• _The input_
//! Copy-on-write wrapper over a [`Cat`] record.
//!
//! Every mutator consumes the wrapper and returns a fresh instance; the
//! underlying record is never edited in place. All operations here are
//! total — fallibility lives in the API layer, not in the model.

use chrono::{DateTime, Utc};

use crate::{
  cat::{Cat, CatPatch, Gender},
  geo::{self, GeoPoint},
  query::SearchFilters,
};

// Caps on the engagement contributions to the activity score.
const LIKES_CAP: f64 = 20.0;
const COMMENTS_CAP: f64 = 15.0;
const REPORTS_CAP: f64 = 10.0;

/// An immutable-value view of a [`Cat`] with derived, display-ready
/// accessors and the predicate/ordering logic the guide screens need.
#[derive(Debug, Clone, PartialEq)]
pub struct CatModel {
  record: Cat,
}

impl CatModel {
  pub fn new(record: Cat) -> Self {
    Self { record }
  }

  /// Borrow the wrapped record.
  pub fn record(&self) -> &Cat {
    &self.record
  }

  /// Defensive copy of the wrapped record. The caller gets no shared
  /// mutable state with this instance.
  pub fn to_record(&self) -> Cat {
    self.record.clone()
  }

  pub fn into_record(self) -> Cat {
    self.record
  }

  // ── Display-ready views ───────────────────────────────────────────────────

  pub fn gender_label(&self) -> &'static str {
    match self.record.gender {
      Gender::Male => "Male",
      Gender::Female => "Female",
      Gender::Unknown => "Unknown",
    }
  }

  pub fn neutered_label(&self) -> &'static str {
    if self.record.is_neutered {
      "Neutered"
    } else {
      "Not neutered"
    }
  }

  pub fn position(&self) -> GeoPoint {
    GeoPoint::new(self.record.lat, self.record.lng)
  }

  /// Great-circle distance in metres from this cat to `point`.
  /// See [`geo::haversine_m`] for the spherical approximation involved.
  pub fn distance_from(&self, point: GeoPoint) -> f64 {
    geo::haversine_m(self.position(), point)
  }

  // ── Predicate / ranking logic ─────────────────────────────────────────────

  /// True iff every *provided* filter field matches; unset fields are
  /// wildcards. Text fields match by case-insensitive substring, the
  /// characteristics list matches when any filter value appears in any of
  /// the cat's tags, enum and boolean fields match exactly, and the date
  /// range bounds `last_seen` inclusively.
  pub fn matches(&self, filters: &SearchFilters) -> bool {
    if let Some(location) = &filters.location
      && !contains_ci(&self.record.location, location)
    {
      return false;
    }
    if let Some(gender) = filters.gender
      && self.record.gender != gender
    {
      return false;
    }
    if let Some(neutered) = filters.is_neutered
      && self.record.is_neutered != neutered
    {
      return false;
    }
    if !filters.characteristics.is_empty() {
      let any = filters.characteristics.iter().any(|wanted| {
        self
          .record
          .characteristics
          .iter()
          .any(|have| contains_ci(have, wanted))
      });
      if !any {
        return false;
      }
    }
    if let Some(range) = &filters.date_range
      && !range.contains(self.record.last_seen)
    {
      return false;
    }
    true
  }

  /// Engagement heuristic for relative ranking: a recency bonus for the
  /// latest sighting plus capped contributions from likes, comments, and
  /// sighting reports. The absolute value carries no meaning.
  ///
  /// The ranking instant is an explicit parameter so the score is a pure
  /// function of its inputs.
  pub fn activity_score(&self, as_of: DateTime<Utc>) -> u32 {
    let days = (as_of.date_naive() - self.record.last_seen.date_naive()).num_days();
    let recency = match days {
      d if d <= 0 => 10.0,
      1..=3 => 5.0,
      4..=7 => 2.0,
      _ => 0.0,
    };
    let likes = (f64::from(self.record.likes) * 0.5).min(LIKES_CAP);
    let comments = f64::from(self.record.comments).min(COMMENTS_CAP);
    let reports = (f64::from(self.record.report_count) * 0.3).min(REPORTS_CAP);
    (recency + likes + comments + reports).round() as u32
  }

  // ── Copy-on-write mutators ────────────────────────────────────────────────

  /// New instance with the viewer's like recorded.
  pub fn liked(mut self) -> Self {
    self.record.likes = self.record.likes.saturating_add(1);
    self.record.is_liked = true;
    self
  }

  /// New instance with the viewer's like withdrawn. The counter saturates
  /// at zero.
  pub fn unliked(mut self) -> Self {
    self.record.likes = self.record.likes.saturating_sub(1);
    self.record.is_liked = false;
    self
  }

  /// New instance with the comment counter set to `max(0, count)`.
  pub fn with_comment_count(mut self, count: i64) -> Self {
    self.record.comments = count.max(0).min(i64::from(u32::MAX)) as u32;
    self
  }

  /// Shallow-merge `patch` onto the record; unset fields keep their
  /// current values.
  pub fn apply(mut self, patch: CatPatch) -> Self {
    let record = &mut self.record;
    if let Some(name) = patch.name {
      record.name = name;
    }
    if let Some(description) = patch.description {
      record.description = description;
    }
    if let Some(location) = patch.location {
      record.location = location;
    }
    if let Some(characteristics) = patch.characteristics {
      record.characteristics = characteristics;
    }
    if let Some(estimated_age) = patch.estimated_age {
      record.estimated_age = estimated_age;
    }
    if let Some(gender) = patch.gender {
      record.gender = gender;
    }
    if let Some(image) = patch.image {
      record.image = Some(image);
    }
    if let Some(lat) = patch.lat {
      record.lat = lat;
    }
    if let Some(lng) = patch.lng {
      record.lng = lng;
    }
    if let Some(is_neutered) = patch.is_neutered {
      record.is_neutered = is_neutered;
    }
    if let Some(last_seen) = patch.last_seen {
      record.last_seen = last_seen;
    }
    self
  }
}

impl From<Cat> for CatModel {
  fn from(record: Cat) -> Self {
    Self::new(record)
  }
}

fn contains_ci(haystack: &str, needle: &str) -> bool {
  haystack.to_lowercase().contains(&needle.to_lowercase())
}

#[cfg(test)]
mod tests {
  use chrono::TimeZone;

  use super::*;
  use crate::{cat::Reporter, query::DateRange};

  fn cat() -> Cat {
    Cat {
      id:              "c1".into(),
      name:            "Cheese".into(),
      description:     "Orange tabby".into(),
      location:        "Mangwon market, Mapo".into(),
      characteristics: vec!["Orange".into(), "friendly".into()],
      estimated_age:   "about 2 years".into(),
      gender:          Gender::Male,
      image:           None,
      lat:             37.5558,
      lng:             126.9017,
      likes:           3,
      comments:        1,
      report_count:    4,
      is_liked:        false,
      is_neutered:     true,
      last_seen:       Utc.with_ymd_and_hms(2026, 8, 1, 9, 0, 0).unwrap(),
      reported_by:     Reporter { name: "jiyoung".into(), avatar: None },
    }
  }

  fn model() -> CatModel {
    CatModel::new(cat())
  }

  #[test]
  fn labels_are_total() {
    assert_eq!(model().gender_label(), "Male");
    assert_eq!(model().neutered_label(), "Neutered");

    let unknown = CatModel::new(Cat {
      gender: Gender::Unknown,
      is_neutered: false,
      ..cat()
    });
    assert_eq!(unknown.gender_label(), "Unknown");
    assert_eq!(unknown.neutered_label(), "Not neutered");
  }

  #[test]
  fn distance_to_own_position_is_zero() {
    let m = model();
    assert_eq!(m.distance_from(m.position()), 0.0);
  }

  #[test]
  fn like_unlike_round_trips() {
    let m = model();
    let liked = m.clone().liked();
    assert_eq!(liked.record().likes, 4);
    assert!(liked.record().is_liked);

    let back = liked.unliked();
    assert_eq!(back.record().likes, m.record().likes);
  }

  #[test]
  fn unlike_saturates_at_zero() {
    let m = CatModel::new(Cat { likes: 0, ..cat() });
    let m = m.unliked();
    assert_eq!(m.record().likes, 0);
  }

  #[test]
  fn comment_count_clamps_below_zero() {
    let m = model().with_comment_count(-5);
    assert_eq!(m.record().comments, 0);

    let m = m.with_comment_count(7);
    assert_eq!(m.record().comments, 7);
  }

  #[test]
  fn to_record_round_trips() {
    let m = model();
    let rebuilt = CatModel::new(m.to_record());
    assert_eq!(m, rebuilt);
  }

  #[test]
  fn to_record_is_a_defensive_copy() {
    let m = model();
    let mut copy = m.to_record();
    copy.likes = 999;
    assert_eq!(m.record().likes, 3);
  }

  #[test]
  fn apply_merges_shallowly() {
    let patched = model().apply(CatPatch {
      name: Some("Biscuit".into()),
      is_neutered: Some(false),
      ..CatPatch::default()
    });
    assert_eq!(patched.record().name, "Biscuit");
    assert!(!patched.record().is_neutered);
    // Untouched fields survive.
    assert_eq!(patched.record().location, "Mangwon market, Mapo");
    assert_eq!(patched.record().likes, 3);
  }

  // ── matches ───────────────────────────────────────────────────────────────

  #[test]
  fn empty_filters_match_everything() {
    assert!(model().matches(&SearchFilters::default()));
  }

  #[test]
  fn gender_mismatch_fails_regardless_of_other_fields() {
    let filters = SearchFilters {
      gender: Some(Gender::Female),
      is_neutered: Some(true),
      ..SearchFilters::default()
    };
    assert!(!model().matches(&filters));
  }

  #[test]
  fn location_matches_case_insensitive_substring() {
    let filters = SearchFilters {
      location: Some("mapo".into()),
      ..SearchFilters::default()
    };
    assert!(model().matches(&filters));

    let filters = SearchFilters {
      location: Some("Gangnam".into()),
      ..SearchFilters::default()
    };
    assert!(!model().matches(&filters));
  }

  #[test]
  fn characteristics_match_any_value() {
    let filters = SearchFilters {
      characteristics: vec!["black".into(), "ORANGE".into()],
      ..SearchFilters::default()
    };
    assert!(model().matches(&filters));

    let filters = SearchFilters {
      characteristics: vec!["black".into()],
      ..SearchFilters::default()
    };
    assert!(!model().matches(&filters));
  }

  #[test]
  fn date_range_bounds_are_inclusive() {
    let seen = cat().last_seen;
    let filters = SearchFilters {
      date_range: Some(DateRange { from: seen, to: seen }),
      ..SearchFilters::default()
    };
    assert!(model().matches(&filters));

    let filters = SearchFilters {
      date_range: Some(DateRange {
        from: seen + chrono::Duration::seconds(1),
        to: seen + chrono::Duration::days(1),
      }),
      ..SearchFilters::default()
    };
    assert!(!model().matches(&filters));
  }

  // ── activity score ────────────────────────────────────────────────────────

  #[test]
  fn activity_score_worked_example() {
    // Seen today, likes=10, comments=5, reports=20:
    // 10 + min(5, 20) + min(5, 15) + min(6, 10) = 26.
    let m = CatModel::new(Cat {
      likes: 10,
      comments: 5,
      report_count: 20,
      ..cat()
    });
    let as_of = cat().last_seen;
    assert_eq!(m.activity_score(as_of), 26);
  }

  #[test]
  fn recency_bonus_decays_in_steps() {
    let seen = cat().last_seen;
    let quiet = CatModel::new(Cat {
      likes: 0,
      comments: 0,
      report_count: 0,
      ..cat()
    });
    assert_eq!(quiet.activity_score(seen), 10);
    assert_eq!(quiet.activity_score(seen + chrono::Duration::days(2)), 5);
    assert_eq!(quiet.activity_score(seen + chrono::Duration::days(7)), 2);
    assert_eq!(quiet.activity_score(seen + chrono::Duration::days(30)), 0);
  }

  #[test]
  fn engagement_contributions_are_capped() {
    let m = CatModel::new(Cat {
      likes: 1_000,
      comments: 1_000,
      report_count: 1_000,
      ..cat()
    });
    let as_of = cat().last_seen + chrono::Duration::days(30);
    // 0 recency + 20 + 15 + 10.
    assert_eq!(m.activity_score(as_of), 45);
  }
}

• _Your instructions_
Copy the material above word for word, taking the first line, the line containing "const COMMENTS_CAP: f64 = 15.0;", and every line between them, and nothing else.

• _Solved problem_
//! Copy-on-write wrapper over a [`Cat`] record.
//!
//! Every mutator consumes the wrapper and returns a fresh instance; the
//! underlying record is never edited in place. All operations here are
//! total — fallibility lives in the API layer, not in the model.

use chrono::{DateTime, Utc};

use crate::{
  cat::{Cat, CatPatch, Gender},
  geo::{self, GeoPoint},
  query::SearchFilters,
};

// Caps on the engagement contributions to the activity score.
const LIKES_CAP: f64 = 20.0;
const COMMENTS_CAP: f64 = 15.0;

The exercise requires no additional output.